O promotor João Henrique Ferreira encaminhou o procedimento para o colega Fernando Masseli Helene, da Cidadania e Patrimônio Público, para verificação de eventual ato de improbidade administrativa. “O procedimento aberto analisa se a empresa contratada tinha como sua finalidade a prática de serviços dessa natureza. Também está sendo verificado informação de que a contratada já estava trabalhando no local antes mesmo da conclusão da licitação, o que configuraria fraude à licitação se comprovado”, comenta Masseli.

A Promotoria ainda vai apurar a quantidade de horas contratada, em razão de Bacelar indicar que seriam excessivas para o serviço em questão, e o preço. O Ministério Público (MP) também solicitou à Polícia Militar diligência no aterro sanitário para identificação do equipamento utilizado para o serviço, para discussão do custo. O major Pedro Batista Lamoso encaminhou ao promotor filmagem em CD contendo gravações realizadas no período de maio, junho e agosto deste ano.

Sem procedência

O presidente da Emdurb, Renato Purini, comentou ontem que vai prestar as informações ao Ministério Público (MP) na segunda-feira e pedir agilidade na apuração. “Isso é um absurdo. Esse sujeito não merece crédito, não há irregularidade alguma. O serviço foi contratado por licitação, com convite feito a seis empresas e a contratada sequer foi convidada, pois retirou o edital direto na Emdurb. O custo do serviço é o inverso do que alega o Bacelar, que queria mesmo é o cargo de diretor e não o teve e agora vai ser processado por denúncia sem nenhuma procedência”, rebate.

Conforme Purini, a afirmação de que o custo da hora/máquina ficou acima do mercado é inversa. “Não é verdade. Ocorreu o contrário. Nós contratamos uma tipo D-6 ou similar e o serviço foi feito com uma maior, tipo D-14. Embora o preço da hora trabalhada seja muito maior com a máquina maior, o contratado foi obrigado a executar o serviço pelo preço licitado. Fica claro que o Bacelar procurou a empresa porque queria prestar o serviço e não conseguiu”, argumenta.

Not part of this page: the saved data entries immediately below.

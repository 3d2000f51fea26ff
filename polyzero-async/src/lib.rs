//! POLYZERO Async - Lock-free worker pool for rollout batches
//!
//! This crate provides the scheduler under the search engine:
//! - Fixed set of long-lived worker threads, round-robin dispatch
//! - Lock-free per-thread intake queues with a semaphore wakeup
//! - Per-worker priority re-ordering (lowest priority value first)
//! - A task-completion barrier (`Task`) for sweep synchronisation
//!
//! Ordering guarantees are deliberately weak: enqueue order is not
//! preserved, priority is a per-worker fairness hint, and there is no
//! fairness across workers.

mod task;

pub use task::Task;

use std::cell::Cell;
use std::cmp::Ordering as CmpOrdering;
use std::collections::BinaryHeap;
use std::sync::atomic::{AtomicBool, AtomicI32, AtomicUsize, Ordering};
use std::sync::{Arc, OnceLock};
use std::thread::JoinHandle;

use crossbeam::queue::SegQueue;
use parking_lot::{Condvar, Mutex};

thread_local! {
    static THREAD_INDEX: Cell<i32> = const { Cell::new(-1) };
}

/// Index of the pool worker running the current thread, or -1 outside the
/// pool. Used by callers as a scheduling priority hint.
pub fn current_thread_index() -> i32 {
    THREAD_INDEX.with(|c| c.get())
}

// ============================================================================
// JOB SLOTS AND HANDLES
// ============================================================================

/// Reusable job slot: a closure plus its scheduling priority.
///
/// The slot is shared between the owning `Handle` and the worker queues, so
/// re-enqueueing a handle never allocates.
pub(crate) struct JobSlot {
    priority: AtomicI32,
    func: Mutex<Box<dyn FnMut() + Send>>,
}

impl JobSlot {
    fn run(&self) {
        (self.func.lock())();
    }
}

type Job = Arc<JobSlot>;

/// Owner of a job slot bound to one worker thread.
///
/// A handle may be enqueued repeatedly; each enqueue re-runs the closure.
pub struct Handle {
    slot: Job,
    thread: ThreadId,
}

impl Handle {
    /// Scheduling priority hint; lower values run earlier on the worker.
    pub fn set_priority(&self, value: i32) {
        self.slot.priority.store(value, Ordering::Relaxed);
    }

    pub fn thread(&self) -> ThreadId {
        self.thread
    }
}

// ============================================================================
// WORKERS
// ============================================================================

/// Identifier of one worker in a pool.
#[derive(Clone, Copy, Debug, PartialEq, Eq)]
pub struct ThreadId(pub(crate) usize);

struct Semaphore {
    count: Mutex<usize>,
    cond: Condvar,
}

impl Semaphore {
    fn new() -> Self {
        Self {
            count: Mutex::new(0),
            cond: Condvar::new(),
        }
    }

    fn post(&self) {
        let mut count = self.count.lock();
        *count += 1;
        self.cond.notify_one();
    }

    fn wait(&self) {
        let mut count = self.count.lock();
        while *count == 0 {
            self.cond.wait(&mut count);
        }
        *count -= 1;
    }
}

struct WorkerShared {
    intake: SegQueue<Job>,
    sem: Semaphore,
    dead: AtomicBool,
}

struct Worker {
    shared: Arc<WorkerShared>,
    join: Option<JoinHandle<()>>,
}

/// Heap entry; ordered so that `BinaryHeap::pop` yields the lowest priority
/// first, FIFO among equals.
struct QueuedJob {
    priority: i32,
    seq: u64,
    job: Job,
}

impl PartialEq for QueuedJob {
    fn eq(&self, other: &Self) -> bool {
        self.priority == other.priority && self.seq == other.seq
    }
}
impl Eq for QueuedJob {}
impl PartialOrd for QueuedJob {
    fn partial_cmp(&self, other: &Self) -> Option<CmpOrdering> {
        Some(self.cmp(other))
    }
}
impl Ord for QueuedJob {
    fn cmp(&self, other: &Self) -> CmpOrdering {
        (other.priority, other.seq).cmp(&(self.priority, self.seq))
    }
}

fn worker_loop(shared: Arc<WorkerShared>, index: usize) {
    THREAD_INDEX.with(|c| c.set(index as i32));

    let mut internal: BinaryHeap<QueuedJob> = BinaryHeap::new();
    let mut seq: u64 = 0;

    let mut push = |heap: &mut BinaryHeap<QueuedJob>, seq: &mut u64, job: Job| {
        heap.push(QueuedJob {
            priority: job.priority.load(Ordering::Relaxed),
            seq: *seq,
            job,
        });
        *seq += 1;
    };

    loop {
        // Block until there is at least one job or the pool is shutting down.
        let job = loop {
            if let Some(job) = shared.intake.pop() {
                break job;
            }
            if shared.dead.load(Ordering::Acquire) {
                return;
            }
            shared.sem.wait();
        };

        // Fast path: nothing else pending, run directly.
        if internal.is_empty() && shared.intake.is_empty() {
            job.run();
            continue;
        }

        // Merge everything available and run in ascending priority order
        // until both queues are empty.
        push(&mut internal, &mut seq, job);
        loop {
            while let Some(job) = shared.intake.pop() {
                push(&mut internal, &mut seq, job);
            }
            match internal.pop() {
                Some(entry) => entry.job.run(),
                None => break,
            }
        }
    }
}

// ============================================================================
// POOL
// ============================================================================

/// Fixed pool of long-lived worker threads.
pub struct Threads {
    workers: Vec<Worker>,
    next: AtomicUsize,
}

impl Threads {
    /// Spawn `n` workers (at least one).
    pub fn new(n: usize) -> Self {
        let n = n.max(1);
        tracing::debug!("starting {} async workers", n);
        let workers = (0..n)
            .map(|i| {
                let shared = Arc::new(WorkerShared {
                    intake: SegQueue::new(),
                    sem: Semaphore::new(),
                    dead: AtomicBool::new(false),
                });
                let entry = Arc::clone(&shared);
                let join = std::thread::Builder::new()
                    .name(format!("async-{i}"))
                    .spawn(move || worker_loop(entry, i))
                    .unwrap();
                Worker {
                    shared,
                    join: Some(join),
                }
            })
            .collect();
        Self {
            workers,
            next: AtomicUsize::new(0),
        }
    }

    pub fn len(&self) -> usize {
        self.workers.len()
    }

    pub fn is_empty(&self) -> bool {
        self.workers.is_empty()
    }

    /// Pick a worker round-robin.
    pub fn get_thread(&self) -> ThreadId {
        ThreadId(self.next.fetch_add(1, Ordering::Relaxed) % self.workers.len())
    }

    /// Wrap a closure in a reusable handle bound to `thread`.
    pub fn get_handle(&self, thread: ThreadId, f: impl FnMut() + Send + 'static) -> Handle {
        Handle {
            slot: Arc::new(JobSlot {
                priority: AtomicI32::new(0),
                func: Mutex::new(Box::new(f)),
            }),
            thread,
        }
    }

    /// Post a handle's job to its worker.
    pub fn enqueue(&self, handle: &Handle) {
        let worker = &self.workers[handle.thread.0];
        worker.shared.intake.push(Arc::clone(&handle.slot));
        worker.shared.sem.post();
    }
}

impl Drop for Threads {
    fn drop(&mut self) {
        for worker in &self.workers {
            worker.shared.dead.store(true, Ordering::Release);
            worker.shared.sem.post();
        }
        for worker in &mut self.workers {
            if let Some(join) = worker.join.take() {
                let _ = join.join();
            }
        }
    }
}

static GLOBAL: OnceLock<Arc<Threads>> = OnceLock::new();

/// Process-wide pool, sized to the machine, created on first use.
pub fn global() -> &'static Arc<Threads> {
    GLOBAL.get_or_init(|| Arc::new(Threads::new(num_cpus::get())))
}

// ============================================================================
// TESTS
// ============================================================================

#[cfg(test)]
mod tests {
    use super::*;
    use std::sync::atomic::AtomicUsize;
    use std::time::Duration;

    #[test]
    fn test_round_robin_dispatch() {
        let pool = Threads::new(3);
        let a = pool.get_thread();
        let b = pool.get_thread();
        let c = pool.get_thread();
        let d = pool.get_thread();
        assert_ne!(a, b);
        assert_ne!(b, c);
        assert_eq!(a, d);
    }

    #[test]
    fn test_handle_runs_on_pool_thread() {
        let pool = Arc::new(Threads::new(2));
        let task = Task::new(Arc::clone(&pool));
        let seen = Arc::new(Mutex::new(-2i32));

        let seen2 = Arc::clone(&seen);
        let handle = task.get_handle(pool.get_thread(), move || {
            *seen2.lock() = current_thread_index();
        });
        task.enqueue(&handle);
        task.wait();

        assert!(*seen.lock() >= 0);
        assert_eq!(current_thread_index(), -1);
    }

    #[test]
    fn test_reenqueue_reuses_closure_state() {
        let pool = Arc::new(Threads::new(1));
        let task = Task::new(Arc::clone(&pool));
        let count = Arc::new(AtomicUsize::new(0));

        let count2 = Arc::clone(&count);
        let mut local = 0usize;
        let handle = task.get_handle(pool.get_thread(), move || {
            local += 1;
            count2.store(local, Ordering::SeqCst);
        });

        for _ in 0..5 {
            task.enqueue(&handle);
            task.wait();
        }
        assert_eq!(count.load(Ordering::SeqCst), 5);
    }

    #[test]
    fn test_priority_order_on_one_worker() {
        let pool = Arc::new(Threads::new(1));
        let task = Task::new(Arc::clone(&pool));
        let order = Arc::new(Mutex::new(Vec::new()));

        // Occupy the worker so the remaining jobs pile up in the intake.
        let gate = Arc::new(AtomicBool::new(false));
        let gate2 = Arc::clone(&gate);
        let blocker = task.get_handle(pool.get_thread(), move || {
            while !gate2.load(Ordering::Acquire) {
                std::thread::sleep(Duration::from_millis(1));
            }
        });
        task.enqueue(&blocker);

        let mut handles = Vec::new();
        for priority in [3, 1, 2] {
            let order2 = Arc::clone(&order);
            let handle = task.get_handle(ThreadId(0), move || {
                order2.lock().push(priority);
            });
            handle.set_priority(priority);
            task.enqueue(&handle);
            handles.push(handle);
        }

        gate.store(true, Ordering::Release);
        task.wait();

        assert_eq!(*order.lock(), vec![1, 2, 3]);
    }

    #[test]
    fn test_many_tasks_barrier() {
        let pool = Arc::new(Threads::new(4));
        let task = Task::new(Arc::clone(&pool));
        let count = Arc::new(AtomicUsize::new(0));

        let mut handles = Vec::new();
        for _ in 0..100 {
            let count2 = Arc::clone(&count);
            let handle = task.get_handle(pool.get_thread(), move || {
                count2.fetch_add(1, Ordering::SeqCst);
            });
            task.enqueue(&handle);
            handles.push(handle);
        }
        task.wait();
        assert_eq!(count.load(Ordering::SeqCst), 100);
    }

    #[test]
    fn test_global_pool() {
        assert!(!global().is_empty());
    }
}
//! Pool-allocated node storage with O(1) recycling
//!
//! Nodes are handed out sequentially from fixed-size chunks; there is no
//! per-node free list. When the last node of a storage is freed the whole
//! storage resets its indices and returns to a process-wide free list, so
//! the next tree reuses its already-allocated chunks.

use std::sync::atomic::{AtomicUsize, Ordering};
use std::sync::{Arc, Weak};

use parking_lot::Mutex;

use crate::node::{Node, NodeRef};

pub(crate) const CHUNK_SIZE: usize = 16;

#[repr(align(128))]
struct Chunk {
    nodes: [Node; CHUNK_SIZE],
}

impl Chunk {
    fn new_boxed() -> Box<Self> {
        Box::new(Chunk {
            nodes: std::array::from_fn(|_| Node::new()),
        })
    }
}

struct StorageInner {
    chunks: Vec<Box<Chunk>>,
    chunk_index: usize,
    sub_index: usize,
}

/// Retired storages, ready for reuse by the next tree. One push per tree
/// tear-down, so contention here is negligible.
static FREE_STORAGES: Mutex<Vec<Arc<Storage>>> = Mutex::new(Vec::new());

/// Chunked slab allocator for tree nodes.
///
/// Chunk boxes are never dropped or moved while any node is outstanding,
/// which keeps `NodeRef`s stable across chunk growth.
pub struct Storage {
    inner: Mutex<StorageInner>,
    allocated: AtomicUsize,
    self_weak: Weak<Storage>,
}

impl Storage {
    /// Pop a retired storage from the free list, or allocate a fresh one.
    pub fn acquire() -> Arc<Storage> {
        if let Some(storage) = FREE_STORAGES.lock().pop() {
            return storage;
        }
        Arc::new_cyclic(|weak| Storage {
            inner: Mutex::new(StorageInner {
                chunks: Vec::new(),
                chunk_index: 0,
                sub_index: 0,
            }),
            allocated: AtomicUsize::new(0),
            self_weak: weak.clone(),
        })
    }

    /// Hand out the next node slot, reset and ready for `init`.
    pub fn new_node(self: &Arc<Self>) -> NodeRef {
        let mut inner = self.inner.lock();
        if inner.chunk_index >= inner.chunks.len() {
            let chunk = Chunk::new_boxed();
            for node in &chunk.nodes {
                node.set_storage(Arc::as_ptr(self));
            }
            inner.chunks.push(chunk);
        }
        let node: *const Node = &inner.chunks[inner.chunk_index].nodes[inner.sub_index];
        inner.sub_index += 1;
        if inner.sub_index == CHUNK_SIZE {
            inner.sub_index = 0;
            inner.chunk_index += 1;
        }
        drop(inner);
        self.allocated.fetch_add(1, Ordering::AcqRel);
        unsafe { NodeRef::from_ptr(node) }
    }

    /// Return one node. The last free resets the storage and retires it to
    /// the free list.
    pub(crate) fn free_node(&self) {
        if self.allocated.fetch_sub(1, Ordering::AcqRel) == 1 {
            let mut inner = self.inner.lock();
            inner.chunk_index = 0;
            inner.sub_index = 0;
            drop(inner);
            if let Some(arc) = self.self_weak.upgrade() {
                FREE_STORAGES.lock().push(arc);
            }
        }
    }

    /// Outstanding node count.
    pub fn allocated(&self) -> usize {
        self.allocated.load(Ordering::Acquire)
    }

    /// Number of chunks ever allocated by this storage.
    pub fn num_chunks(&self) -> usize {
        self.inner.lock().chunks.len()
    }

    /// Bypass the free list; unit tests use this to keep storages isolated
    /// from concurrently retiring tests.
    #[cfg(test)]
    pub(crate) fn acquire_fresh() -> Arc<Storage> {
        Arc::new_cyclic(|weak| Storage {
            inner: Mutex::new(StorageInner {
                chunks: Vec::new(),
                chunk_index: 0,
                sub_index: 0,
            }),
            allocated: AtomicUsize::new(0),
            self_weak: weak.clone(),
        })
    }
}

#[cfg(test)]
mod tests {
    use super::*;

    #[test]
    fn test_sequential_allocation() {
        let storage = Storage::acquire_fresh();
        let nodes: Vec<NodeRef> = (0..CHUNK_SIZE + 1).map(|_| storage.new_node()).collect();
        assert_eq!(storage.allocated(), CHUNK_SIZE + 1);
        assert_eq!(storage.num_chunks(), 2);

        // Distinct slots.
        for (i, a) in nodes.iter().enumerate() {
            for b in &nodes[i + 1..] {
                assert!(!NodeRef::ptr_eq(*a, *b));
            }
        }

        for _ in &nodes {
            storage.free_node();
        }
        assert_eq!(storage.allocated(), 0);
    }

    #[test]
    fn test_recycle_reuses_chunks() {
        let storage = Storage::acquire_fresh();
        let count = 3 * CHUNK_SIZE;
        let first: Vec<NodeRef> = (0..count).map(|_| storage.new_node()).collect();
        let chunks = storage.num_chunks();
        for _ in &first {
            storage.free_node();
        }
        assert_eq!(storage.allocated(), 0);

        // An identically-sized second round must not grow the chunk list.
        let second: Vec<NodeRef> = (0..count).map(|_| storage.new_node()).collect();
        assert_eq!(storage.num_chunks(), chunks);
        assert_eq!(storage.allocated(), count);
        for _ in &second {
            storage.free_node();
        }
    }
}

Sobre a alegação de que a empresa vencedora da licitação é do ramo de peças e não estaria habilitada para prestar o serviço, Purini menciona que trata-se de uma microempresa que comercializa peças para máquinas do gênero e também presta serviços. “Está na razão social e não fosse isso a empresa já tinha contrato com a Emdurb em licitação vencida em 2004. Não inventamos nada e o cadastro como prestadora de serviços é de antes de 2004. Mesmo assim, convidamos outras empresas e não a vencedora da licitação, que retirou o edital porque tem direito a isso, é público”, conta.

Renato Purini disse que, após prestar as informações à Promotoria visando demonstrar a regularidade da contratação, vai processar Renato Bacelar e seu funcionário, Gilmar Zanforlim, que acompanhou a conversa gravada com o microempresário, Wagner Crivellari Júnior. “Eles denunciam no vazio e com informações falsas e ainda levantam suspeitas sobre fatos que afirmam no próprio depoimento não terem prova alguma”, finaliza.

Crivellari Júnior não foi localizado, no início da noite de ontem. A Emdurb recebeu multa, no início do ano, pelo acúmulo de lixo no aterro sanitário. Conforme a empresa, a contratação por licitação foi realizada para regularizar o serviço.